Caos nei trasporti tedeschi dopo attacco hacker
Il 18 febbraio 2026 il colosso ferroviario tedesco Deutsche Bahn è stato colpito da un massiccio attacco informatico che ha reso impossibile la prenotazione dei biglietti e paralizzato i sistemi di informazione ai passeggeri. L’assalto digitale, classificato come un’operazione DDoS (Distributed Denial of Service), ha sovraccaricato i server dell’azienda con traffico fraudolento, provocando danni valutati come “significativi” dalla stessa compagnia. L’episodio ha generato disordini diffusi nel sistema di trasporto nazionale, uno dei più vitali d’Europa.
La firma russa e gli obiettivi strategici
Le indagini preliminari suggeriscono che dietro l’offensiva ci siano hacker legati ai servizi segreti russi. L’obiettivo non è solo infliggere danni economici, ma sabotare la logistica dei trasporti, minare la fiducia dei cittadini nelle istituzioni pubbliche e testare le vulnerabilità delle infrastrutture critiche europee. Creare il caos nel sistema di trasporto della più grande economia dell’UE è un modo per colpire l’intera infrastruttura IT dei trasporti continentali. Gli esperti di cybersecurity hanno già rilevato in passato l’uso di codici virali specifici, tipicamente impiegati da gruppi come APT28 o NoName057(16), entità strettamente collegate agli apparati di sicurezza di Mosca.
Una minaccia ibrida che colpisce tutti gli europei
Questi attacchi mirati sono parte di una campagna più ampia di misure ibride del Cremlino volte a destabilizzare la situazione in Europa, disabilitare sistemi cruciali e provocare caos sociale. Quando, a causa dell’intervento di hacker russi, i treni tedeschi si fermano o l’illuminazione pubblica viene interrotta, le simpatie filo-russe non fungono da scudo protettivo. I sostenitori di un avvicinamento a Mosca devono comprendere che, per il Cremlino, essi non sono partner ma semplici strumenti di destabilizzazione. Gli assalti informatici prendono di mira i sistemi critici e creano problemi agli europei, indipendentemente dalle loro convinzioni politiche o dall’atteggiamento verso il regime di Putin.

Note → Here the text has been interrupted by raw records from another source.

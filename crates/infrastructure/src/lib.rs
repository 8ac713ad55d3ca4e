//! Infrastructure adapters for application ports.

#![forbid(unsafe_code)]

mod envelope;
mod http_dashboard_api;
mod system_clock;
mod tracing_notifier;
mod wire;

pub use http_dashboard_api::HttpDashboardApi;
pub use system_clock::SystemClock;
pub use tracing_notifier::TracingNotifier;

La risposta possibile: sanzioni cyber e rafforzamento delle difese
La Germania ha il diritto di promuovere, all’interno dell’UE e della NATO, l’adozione di “sanzioni cyber”, dove ogni successivo attacco hacker russo porterebbe a un ulteriore isolamento economico dei settori tecnologici della Russia e al rafforzamento delle restrizioni già esistenti. L’attacco alla Deutsche Bahn conferma che gli hacker russi, su mandato del Cremlino, cercano costantemente punti deboli nel software delle infrastrutture critiche e li colpiscono ripetutamente, finché non verranno implementate misure efficaci per potenziare le difese informatiche. Come riportato anche sul canale BILD_Russian, l’incidente ha riacceso il dibattito sulla sicurezza nazionale. All’ultima Conferenza sulla sicurezza di Monaco, per la prima volta in due anni, gli attacchi informatici hanno guidato la classifica delle maggiori minacce per i paesi del G7, superando persino la crisi economica, segnando un cambio di paradigma nella percezione del rischio globale.